A lei nº 8051/92 dispõe sobre a utilização do cadáver não reclamado, defuntos anônimos, sem identificação, sem parentes, sem endereço. Pela lei, deve ser encaminhado às escolas de medicina para fins de estudo e pesquisa, depois de 30 dias.
A lei nº 9434/97 regula a remoção de órgãos, tecidos e partes do corpo humano para fins de transplante e tratamento. É admissível em vida ou post-mortem, neste caso, após o diagnóstico de morte encefálica.
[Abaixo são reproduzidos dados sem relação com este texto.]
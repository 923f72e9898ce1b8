//! Core domain types: document records, enrichment results, cache entries.

use chrono::{DateTime, NaiveDate, NaiveDateTime, Utc};
use serde::{Deserialize, Deserializer, Serialize};

/// Maximum number of keywords kept on a record.
pub const MAX_KEYWORDS: usize = 8;

/// Maximum number of affected-group tags kept on a record.
pub const MAX_AFFECTED_GROUPS: usize = 3;

/// Prefix marking a summary produced by the malformed-response fallback.
/// Downstream quality checks look for it.
pub const PLACEHOLDER_SUMMARY_PREFIX: &str = "[Resumen no disponible]";

/// Transparency note used when the service gave nothing usable.
pub const DEFAULT_TRANSPARENCY_NOTE: &str =
    "Documento oficial que puede afectar a la ciudadanía.";

// ---------------------------------------------------------------------------
// DocumentRecord
// ---------------------------------------------------------------------------

/// One line of a batch file: a gazette entry, procurement notice or budget report.
///
/// Source fields are written by upstream collectors and never touched here.
/// Enrichment fields are set together by [`DocumentRecord::apply_enrichment`],
/// which is also the only place `updated_at` gets set.
#[derive(Debug, Clone, PartialEq, Serialize, Deserialize)]
pub struct DocumentRecord {
    /// Stable identifier, unique within a batch.
    pub id: String,
    /// Publishing source (e.g. `BOE`, `PLACSP`, `IGAE`).
    #[serde(default, skip_serializing_if = "Option::is_none")]
    pub source: Option<String>,
    /// Document type (e.g. `real_decreto`, `licitacion`).
    #[serde(rename = "type", default, skip_serializing_if = "Option::is_none")]
    pub doc_type: Option<String>,
    /// Title as published.
    #[serde(default)]
    pub title_original: String,
    /// Publication date as published (ISO 8601).
    #[serde(default, skip_serializing_if = "Option::is_none")]
    pub date_published: Option<String>,
    /// Raw extracted text. Only carried as enrichment input; stripped on write.
    #[serde(default, skip_serializing_if = "Option::is_none")]
    pub full_text: Option<String>,
    /// Length of the extracted text, kept after `full_text` is stripped.
    #[serde(default, skip_serializing_if = "Option::is_none")]
    pub text_length: Option<u64>,

    /// Plain-language summary.
    #[serde(default, skip_serializing_if = "Option::is_none")]
    pub summary_plain_es: Option<String>,
    /// Search keywords, at most [`MAX_KEYWORDS`].
    #[serde(default)]
    pub keywords: Vec<String>,
    /// Affected-group tags, at most [`MAX_AFFECTED_GROUPS`].
    #[serde(default)]
    pub affects_to: Vec<String>,
    /// Short editorial headline.
    #[serde(default, skip_serializing_if = "Option::is_none")]
    pub short_title: Option<String>,
    /// Why citizens should care about this document.
    #[serde(default, skip_serializing_if = "Option::is_none")]
    pub transparency_notes: Option<String>,
    /// Set iff the record has been enriched.
    #[serde(
        default,
        deserialize_with = "lenient_timestamp",
        skip_serializing_if = "Option::is_none"
    )]
    pub updated_at: Option<DateTime<Utc>>,

    /// Source-specific metadata this crate does not interpret.
    #[serde(flatten)]
    pub extra: serde_json::Map<String, serde_json::Value>,
}

impl DocumentRecord {
    /// Create a bare record with only identity and title set.
    pub fn new(id: impl Into<String>, title: impl Into<String>) -> Self {
        Self {
            id: id.into(),
            source: None,
            doc_type: None,
            title_original: title.into(),
            date_published: None,
            full_text: None,
            text_length: None,
            summary_plain_es: None,
            keywords: Vec::new(),
            affects_to: Vec::new(),
            short_title: None,
            transparency_notes: None,
            updated_at: None,
            extra: serde_json::Map::new(),
        }
    }

    /// Attach extracted text (and its length) to the record.
    pub fn with_text(mut self, text: impl Into<String>) -> Self {
        let text = text.into();
        self.text_length = Some(text.chars().count() as u64);
        self.full_text = Some(text);
        self
    }

    /// A record is enriched iff its last-updated timestamp is set.
    pub fn is_enriched(&self) -> bool {
        self.updated_at.is_some()
    }

    /// Whether the record carries non-empty extracted text.
    pub fn has_source_text(&self) -> bool {
        self.full_text.as_deref().is_some_and(|t| !t.is_empty())
    }

    /// Overwrite the enrichment fields and stamp the record as enriched.
    pub fn apply_enrichment(&mut self, result: &EnrichmentResult, at: DateTime<Utc>) {
        self.summary_plain_es = Some(result.summary_plain_es.clone());
        self.keywords = result.keywords.clone();
        self.affects_to = result.affects_to.clone();
        self.transparency_notes = Some(result.transparency_notes.clone());
        self.updated_at = Some(at);
    }

    /// Copy of the record without the raw text payload.
    pub fn stripped(&self) -> Self {
        Self {
            full_text: None,
            ..self.clone()
        }
    }
}

/// Accepts RFC 3339, naive ISO 8601 (read as UTC) or a bare date.
/// `null` and the empty string both mean "not set".
fn lenient_timestamp<'de, D>(deserializer: D) -> Result<Option<DateTime<Utc>>, D::Error>
where
    D: Deserializer<'de>,
{
    let Some(raw) = Option::<String>::deserialize(deserializer)? else {
        return Ok(None);
    };
    let raw = raw.trim();
    if raw.is_empty() {
        return Ok(None);
    }
    parse_timestamp(raw)
        .map(Some)
        .ok_or_else(|| serde::de::Error::custom(format!("unrecognised timestamp: {raw:?}")))
}

fn parse_timestamp(raw: &str) -> Option<DateTime<Utc>> {
    if let Ok(t) = DateTime::parse_from_rfc3339(raw) {
        return Some(t.with_timezone(&Utc));
    }
    if let Ok(t) = raw.parse::<NaiveDateTime>() {
        return Some(t.and_utc());
    }
    if let Ok(t) = NaiveDateTime::parse_from_str(raw, "%Y-%m-%d %H:%M:%S%.f") {
        return Some(t.and_utc());
    }
    raw.parse::<NaiveDate>()
        .ok()
        .and_then(|d| d.and_hms_opt(0, 0, 0))
        .map(|t| t.and_utc())
}

// ---------------------------------------------------------------------------
// EnrichmentResult
// ---------------------------------------------------------------------------

/// The four-field object the generation service must return.
#[derive(Debug, Clone, PartialEq, Eq, Serialize, Deserialize)]
#[serde(deny_unknown_fields)]
pub struct EnrichmentResult {
    pub summary_plain_es: String,
    pub keywords: Vec<String>,
    pub affects_to: Vec<String>,
    pub transparency_notes: String,
}

impl EnrichmentResult {
    /// Deterministic fallback used when the service response is unusable.
    pub fn placeholder(title: &str) -> Self {
        Self {
            summary_plain_es: format!("{PLACEHOLDER_SUMMARY_PREFIX} {title}"),
            keywords: Vec::new(),
            affects_to: Vec::new(),
            transparency_notes: DEFAULT_TRANSPARENCY_NOTE.to_string(),
        }
    }

    /// Whether this result came from [`EnrichmentResult::placeholder`].
    pub fn is_placeholder(&self) -> bool {
        self.summary_plain_es.starts_with(PLACEHOLDER_SUMMARY_PREFIX)
    }

    /// Trim entries, drop empty ones and apply the list caps.
    pub fn normalized(self) -> Self {
        Self {
            summary_plain_es: self.summary_plain_es.trim().to_string(),
            keywords: clean_list(self.keywords, MAX_KEYWORDS),
            affects_to: clean_list(self.affects_to, MAX_AFFECTED_GROUPS),
            transparency_notes: self.transparency_notes.trim().to_string(),
        }
    }
}

fn clean_list(items: Vec<String>, cap: usize) -> Vec<String> {
    items
        .into_iter()
        .map(|s| s.trim().to_string())
        .filter(|s| !s.is_empty())
        .take(cap)
        .collect()
}

// ---------------------------------------------------------------------------
// CacheEntry
// ---------------------------------------------------------------------------

/// A stored service answer, addressed by the fingerprint of its prompt.
#[derive(Debug, Clone, PartialEq, Serialize, Deserialize)]
pub struct CacheEntry {
    /// The full rendered payload that was sent.
    pub prompt: String,
    /// Raw response text as returned by the service.
    pub response: String,
    /// When the entry was written.
    pub timestamp: DateTime<Utc>,
    /// Model identifier that produced the response.
    pub model: String,
}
A finalidade da remoção deve ser terapêutica e depende de autorização expressa do doador ou de familiares. 
 
 O corpo humano depois da morte não destinado à curiosidade científica ou ao estudo médico ou à terapêutica do transplante, a nosso ver, tem as seguintes destinações, resumidamente:
Inumação: o sepultamento simples ou embalsamado, o mais frequente em nossa cultura. O tradicional caixão e covas;
Cremação: o cadáver é incinerado em forno apropriado e as cinzas são colocadas em pequenos recipientes;
Imersão: o cadáver é atirado no mar, cumpridas as formalidades legais, por motivo de segurança sanitária;
Louvação: o cadáver integra o ritual ou culto e tanto pode ser exposto para ser devorado por animais como canibalizados em cerimonial antropofágico.
Sem nada mais de relevo a ressaltar, dou por findos os trâmites das presentes notas com a célebre sentença de John Keynes: amanhã estaremos todos mortos.
REFERÊNCIAS:
Legislativa:
BRASIL. Lei nº 10.406/2002. Código civil.
BRASIL. Lei nº 94.34/1997. Remoção de órgãos e tecidos p/ transplante.
BRASIL. Lei nº 80.51/1992. Destinação de cadáver não reclamado.
BRASIL. Lei nº 5.869/1973. Código de processo civil.
BRASIL. Lei nº 6.015/1973. Registros públicos.
BRASIL. Lei nº 6.216/1975. Altera a lei de registros públicos.
BRASIL. Decreto- Lei nº 2848/1940. Código penal.
BRASIL. Decreto- Lei nº 3689/1941. Código de processo penal.
Bibliográfica:
FÁVERO, Flamínio. Medicina legal. Belo Horizonte: Martins Editora, 1991.
SARMENTO, Natanael. Notas de direito civil. São Paulo: Harbra, 2004.